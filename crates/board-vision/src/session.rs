//! The per-game session: owns the camera, wires the pipeline together.

use crate::change::{CellScore, ChangeDetector, DiffError};
use crate::config::{BoardViewConfig, ConfigError};
use crate::grid::{BoardGrid, GridError};
use crate::locator::{LocateError, TagLocator};
use crate::render::overlay_ranking;
use crate::resolve::{resolve_move, BoardState, PieceColor, ResolveError, ResolvedMove};
use crate::source::FrameSource;
use crate::tags::TagDetector;
use board_vision_core::{FrameTransform, GrayFrame};

/// Turn-level errors. Localization, capture, and resolution failures are
/// recoverable (retry the turn, re-prompt the player); only configuration
/// errors are fatal, and those surface from [`BoardSession::new`].
#[derive(thiserror::Error, Debug)]
pub enum TurnError {
    #[error("board has not been located yet")]
    NotLocated,
    #[error(transparent)]
    Locate(#[from] LocateError),
    #[error(transparent)]
    Grid(#[from] GridError),
    #[error(transparent)]
    Diff(#[from] DiffError),
    #[error(transparent)]
    Resolve(#[from] ResolveError),
}

/// One game's vision state: the exclusively-held frame source, the located
/// grid, and the reference snapshot.
///
/// The intended turn protocol:
/// 1. [`locate_board`](Self::locate_board) once at game start (or on
///    re-calibration),
/// 2. [`update_snapshot`](Self::update_snapshot) to record the board before
///    the opponent moves,
/// 3. [`observe_move`](Self::observe_move) after they move,
/// 4. confirm the move with the engine, let the arm respond, then
///    [`update_snapshot`](Self::update_snapshot) again for the next turn.
///
/// Dropping the session (or [`into_source`](Self::into_source)) releases the
/// camera on every exit path.
pub struct BoardSession<S, D> {
    transform: FrameTransform,
    source: S,
    locator: TagLocator<D>,
    change: ChangeDetector,
    grid: Option<BoardGrid>,
    last_ranking: Vec<CellScore>,
}

impl<S: FrameSource, D: TagDetector> BoardSession<S, D> {
    /// Validate the configuration and take ownership of the frame source.
    pub fn new(config: BoardViewConfig, source: S, detector: D) -> Result<Self, ConfigError> {
        config.validate()?;
        let transform = FrameTransform::new(config.rotation_deg, config.translation);
        let change = ChangeDetector::new(config.flush_frames, config.ssim_window);
        Ok(Self {
            transform,
            source,
            locator: TagLocator::new(config, detector),
            change,
            grid: None,
            last_ranking: Vec::new(),
        })
    }

    /// Locate the board and (re)build the cell grid.
    pub fn locate_board(&mut self) -> Result<&BoardGrid, TurnError> {
        let corners = self.locator.locate(&mut self.source)?;
        let grid = BoardGrid::build(&corners)?;
        Ok(self.grid.insert(grid))
    }

    #[inline]
    pub fn grid(&self) -> Option<&BoardGrid> {
        self.grid.as_ref()
    }

    /// Record the current board as the reference for the next comparison.
    pub fn update_snapshot(&mut self) -> Result<(), TurnError> {
        self.change
            .update_snapshot(&mut self.source, &self.transform)?;
        Ok(())
    }

    /// Rank all cells against the snapshot without resolving occupancy.
    /// Used by debug tooling and for re-prompting after an ambiguous turn.
    pub fn rank_cells(&mut self) -> Result<&[CellScore], TurnError> {
        let grid = self.grid.as_ref().ok_or(TurnError::NotLocated)?;
        let ranking = self
            .change
            .rank_changed_cells(&mut self.source, &self.transform, grid)?;
        self.last_ranking = ranking;
        Ok(&self.last_ranking)
    }

    /// Perceive the opponent's move: rank cells against the snapshot and
    /// resolve the top two with the engine's occupancy query.
    ///
    /// The snapshot is left untouched; call
    /// [`update_snapshot`](Self::update_snapshot) once the turn is confirmed.
    pub fn observe_move(
        &mut self,
        state: &impl BoardState,
        mover: PieceColor,
    ) -> Result<ResolvedMove, TurnError> {
        let ranking = self.rank_cells()?;
        let candidates = [ranking[0].square, ranking[1].square];
        Ok(resolve_move(candidates, state, mover)?)
    }

    /// Cell ranking from the last [`observe_move`](Self::observe_move) call.
    pub fn last_ranking(&self) -> &[CellScore] {
        &self.last_ranking
    }

    /// Reference snapshot with the grid and the last top-2 cells drawn in,
    /// for human inspection. `None` before the first observation.
    pub fn debug_overlay(&self) -> Option<GrayFrame> {
        let grid = self.grid.as_ref()?;
        let snapshot = self.change.snapshot()?;
        let highlight: Vec<_> = self
            .last_ranking
            .iter()
            .take(2)
            .map(|c| c.square)
            .collect();
        Some(overlay_ranking(snapshot, grid, &highlight))
    }

    /// Tear the session down, handing the frame source back to the caller.
    pub fn into_source(self) -> S {
        self.source
    }
}
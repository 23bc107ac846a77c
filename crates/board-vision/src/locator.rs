//! Board localization: from fiducial tags to named corner points.

use crate::config::{BoardViewConfig, CornerName};
use crate::source::{CaptureError, FrameSource};
use crate::tags::TagDetector;
use board_vision_core::FrameTransform;
use nalgebra::Point2;
use serde::{Deserialize, Serialize};
use std::collections::HashMap;

/// A physical board corner resolved from its fiducial tag.
#[derive(Clone, Copy, Debug, PartialEq, Serialize, Deserialize)]
pub struct BoardCorner {
    pub name: CornerName,
    pub position: Point2<f32>,
}

/// Localization errors. Recoverable at the turn level: re-prompt, adjust the
/// scene, and call again.
#[derive(thiserror::Error, Debug)]
pub enum LocateError {
    #[error("saw {seen} of {required} required corner tags after {attempts} attempts")]
    TagsMissing {
        seen: usize,
        required: usize,
        attempts: usize,
    },
    #[error(transparent)]
    Capture(#[from] CaptureError),
}

/// Finds the configured corner tags in freshly captured frames.
///
/// A localization attempt captures one frame, normalizes it, runs tag
/// detection, and keys detections by their configured corner name. The
/// attempt succeeds only when exactly the required number of configured
/// corners resolve; otherwise the locator re-captures, up to the configured
/// attempt budget.
pub struct TagLocator<D> {
    config: BoardViewConfig,
    transform: FrameTransform,
    detector: D,
}

impl<D: TagDetector> TagLocator<D> {
    pub fn new(config: BoardViewConfig, detector: D) -> Self {
        let transform = FrameTransform::new(config.rotation_deg, config.translation);
        Self {
            config,
            transform,
            detector,
        }
    }

    #[inline]
    pub fn transform(&self) -> &FrameTransform {
        &self.transform
    }

    /// One localization pass with bounded retries.
    pub fn locate(&mut self, source: &mut impl FrameSource) -> Result<Vec<BoardCorner>, LocateError> {
        let required = self.config.required_tags;
        let mut last_seen = 0;

        for attempt in 1..=self.config.max_locate_attempts {
            let frame = self.transform.apply(&source.capture()?);
            let detections = self.detector.detect(&frame.view());

            let mut by_name: HashMap<CornerName, Point2<f32>> = HashMap::new();
            for tag in &detections {
                let Some(spec) = self.config.corner_for_tag(tag.id) else {
                    log::debug!("ignoring unconfigured tag id {}", tag.id);
                    continue;
                };
                let Some(point) = tag.corner(spec.corner_index) else {
                    continue;
                };
                by_name.insert(spec.name, point);
            }

            last_seen = by_name.len();
            if last_seen == required {
                let corners: Vec<BoardCorner> = self
                    .config
                    .corners
                    .iter()
                    .filter_map(|spec| {
                        by_name.get(&spec.name).map(|&position| BoardCorner {
                            name: spec.name,
                            position,
                        })
                    })
                    .collect();
                log::info!("board located on attempt {attempt}: {required} corners");
                return Ok(corners);
            }

            log::warn!(
                "localization attempt {attempt}/{}: saw {last_seen} of {required} corner tags",
                self.config.max_locate_attempts
            );
        }

        Err(LocateError::TagsMissing {
            seen: last_seen,
            required,
            attempts: self.config.max_locate_attempts,
        })
    }
}

#[cfg(test)]
mod tests {
    use super::*;
    use crate::source::ReplaySource;
    use crate::tags::TagDetection;
    use board_vision_core::{GrayFrame, GrayFrameView};

    fn tag(id: u32, x: f32, y: f32) -> TagDetection {
        // 10px square tag; the configured corner index picks one vertex.
        TagDetection {
            id,
            corners: [
                Point2::new(x, y),
                Point2::new(x + 10.0, y),
                Point2::new(x + 10.0, y + 10.0),
                Point2::new(x, y + 10.0),
            ],
        }
    }

    fn plain_config() -> BoardViewConfig {
        BoardViewConfig {
            rotation_deg: 0.0,
            translation: (0.0, 0.0),
            ..BoardViewConfig::default()
        }
    }

    fn frames(n: usize) -> ReplaySource {
        ReplaySource::new((0..n).map(|_| GrayFrame::new(64, 64)))
    }

    #[test]
    fn resolves_three_corners_in_configured_order() {
        let mut locator = TagLocator::new(plain_config(), |_: &GrayFrameView<'_>| {
            vec![
                tag(97, 50.0, 5.0),
                tag(99, 5.0, 50.0),
                tag(98, 50.0, 50.0),
                tag(42, 30.0, 30.0), // foreign marker in the scene
            ]
        });
        let corners = locator.locate(&mut frames(1)).expect("locate");
        let names: Vec<CornerName> = corners.iter().map(|c| c.name).collect();
        assert_eq!(
            names,
            vec![CornerName::PlayerL, CornerName::PlayerR, CornerName::RobotR]
        );
        // player_l uses tag corner index 1 (top-right of the 10px tag).
        assert_eq!(corners[0].position, Point2::new(15.0, 50.0));
    }

    #[test]
    fn retries_until_enough_tags_then_succeeds() {
        let mut calls = 0;
        let mut locator = TagLocator::new(plain_config(), move |_: &GrayFrameView<'_>| {
            calls += 1;
            if calls < 3 {
                vec![tag(99, 5.0, 50.0)]
            } else {
                vec![tag(99, 5.0, 50.0), tag(98, 50.0, 50.0), tag(97, 50.0, 5.0)]
            }
        });
        let corners = locator.locate(&mut frames(10)).expect("locate");
        assert_eq!(corners.len(), 3);
    }

    #[test]
    fn gives_up_after_the_attempt_budget() {
        let mut config = plain_config();
        config.max_locate_attempts = 4;
        let mut source = frames(20);
        let mut locator = TagLocator::new(config, |_: &GrayFrameView<'_>| {
            vec![tag(99, 5.0, 50.0), tag(98, 50.0, 50.0)]
        });
        match locator.locate(&mut source) {
            Err(LocateError::TagsMissing {
                seen,
                required,
                attempts,
            }) => {
                assert_eq!(seen, 2);
                assert_eq!(required, 3);
                assert_eq!(attempts, 4);
            }
            other => panic!("expected TagsMissing, got {other:?}"),
        }
        // One capture per attempt, no more.
        assert_eq!(source.remaining(), 16);
    }

    #[test]
    fn too_many_resolved_corners_also_fails_the_attempt() {
        let mut config = plain_config();
        config.corners.push(crate::config::CornerSpec {
            name: CornerName::RobotL,
            tag_id: 96,
            corner_index: 0,
        });
        config.max_locate_attempts = 2;
        let mut locator = TagLocator::new(config, |_: &GrayFrameView<'_>| {
            vec![
                tag(96, 5.0, 5.0),
                tag(97, 50.0, 5.0),
                tag(98, 50.0, 50.0),
                tag(99, 5.0, 50.0),
            ]
        });
        assert!(matches!(
            locator.locate(&mut frames(4)),
            Err(LocateError::TagsMissing { seen: 4, .. })
        ));
    }

    #[test]
    fn capture_failure_propagates() {
        let mut locator = TagLocator::new(plain_config(), |_: &GrayFrameView<'_>| Vec::new());
        assert!(matches!(
            locator.locate(&mut frames(0)),
            Err(LocateError::Capture(CaptureError::Exhausted))
        ));
    }
}
//! CLI for dylib-bundle.

use anyhow::Result;
use clap::Parser;
use dylib_bundle::{bundle, default_prefixes, BundleConfig, Traversal, DEFAULT_LINK_PATH};
use log::{error, info, LevelFilter};
use std::ffi::OsString;
use std::path::PathBuf;
use std::process::ExitCode;

#[derive(Parser, Debug)]
#[command(
    name = "dylib-bundle",
    version,
    about = "Copy third-party dylibs next to a binary and make it load them via @loader_path",
    override_usage = "dylib-bundle [-r] [-id] <LIB> [PREFIX]..."
)]
struct Cli {
    /// Follow dependencies of dependencies.
    #[arg(short = 'r', long = "recurse")]
    recurse: bool,

    /// Set each copied library's install name to its file name (also `-id`).
    #[arg(short = 'i', long = "update-ids", visible_aliases = ["updateIDs", "updateids"])]
    update_ids: bool,

    /// Directory the libraries are copied into.
    #[arg(short = 'd', long = "dest", value_name = "DIR", default_value = ".")]
    dest: PathBuf,

    /// Replacement prefix for rewritten references.
    #[arg(long = "link-path", value_name = "TOKEN", default_value = DEFAULT_LINK_PATH)]
    link_path: PathBuf,

    /// otool executable.
    #[arg(long, value_name = "PROGRAM", default_value = "otool")]
    otool: PathBuf,

    /// install_name_tool executable.
    #[arg(long = "install-name-tool", value_name = "PROGRAM", default_value = "install_name_tool")]
    install_name_tool: PathBuf,

    /// More log output (repeatable).
    #[arg(short, long, action = clap::ArgAction::Count, conflicts_with = "quiet")]
    verbose: u8,

    /// Only log warnings and errors.
    #[arg(short, long)]
    quiet: bool,

    /// Initial library or executable.
    #[arg(value_name = "LIB")]
    lib: PathBuf,

    /// Install prefixes to bundle from [default: /opt/local/lib].
    #[arg(value_name = "PREFIX")]
    prefixes: Vec<PathBuf>,
}

impl Cli {
    fn log_level(&self) -> LevelFilter {
        if self.quiet {
            return LevelFilter::Warn;
        }
        match self.verbose {
            0 => LevelFilter::Info,
            1 => LevelFilter::Debug,
            _ => LevelFilter::Trace,
        }
    }

    fn into_config(self) -> BundleConfig {
        let prefixes = if self.prefixes.is_empty() {
            default_prefixes()
        } else {
            self.prefixes
        };
        BundleConfig {
            root: self.lib,
            prefixes,
            dest: self.dest,
            link_path: self.link_path,
            traversal: Traversal::from_recurse_flag(self.recurse),
            update_ids: self.update_ids,
            otool: self.otool,
            install_name_tool: self.install_name_tool,
        }
    }
}

/// `-id` is a single-dash long flag, which clap reads as `-i -d`.
///
/// Arguments after `--` are positional and left alone.
fn normalize_args(args: impl IntoIterator<Item = OsString>) -> Vec<OsString> {
    let mut positional = false;
    args.into_iter()
        .map(|arg| {
            if positional {
                arg
            } else if arg == "--" {
                positional = true;
                arg
            } else if arg == "-id" {
                OsString::from("--update-ids")
            } else {
                arg
            }
        })
        .collect()
}

fn run(cli: Cli) -> Result<bool> {
    let summary = bundle(&cli.into_config())?;

    info!(
        "Inspected {} libraries, relocated {}, applied {} patches",
        summary.libraries.len(),
        summary.moves.len(),
        summary.references.applied + summary.ids.as_ref().map_or(0, |r| r.applied)
    );
    if !summary.is_success() {
        error!("{} patches failed", summary.failure_count());
    }
    Ok(summary.is_success())
}

fn main() -> ExitCode {
    let cli = Cli::parse_from(normalize_args(std::env::args_os()));

    env_logger::Builder::from_env(
        env_logger::Env::default().default_filter_or(cli.log_level().as_str()),
    )
    .init();

    match run(cli) {
        Ok(true) => ExitCode::SUCCESS,
        Ok(false) => ExitCode::FAILURE,
        Err(e) => {
            eprintln!("dylib-bundle: {e:#}");
            ExitCode::FAILURE
        }
    }
}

* _WHAT THE TASK ASKS_
Only the lines above that include the word "Traversal" belong in the answer; copy each one.

* _ANSWER AREA_
use dylib_bundle::{bundle, default_prefixes, BundleConfig, Traversal, DEFAULT_LINK_PATH};
            traversal: Traversal::from_recurse_flag(self.recurse),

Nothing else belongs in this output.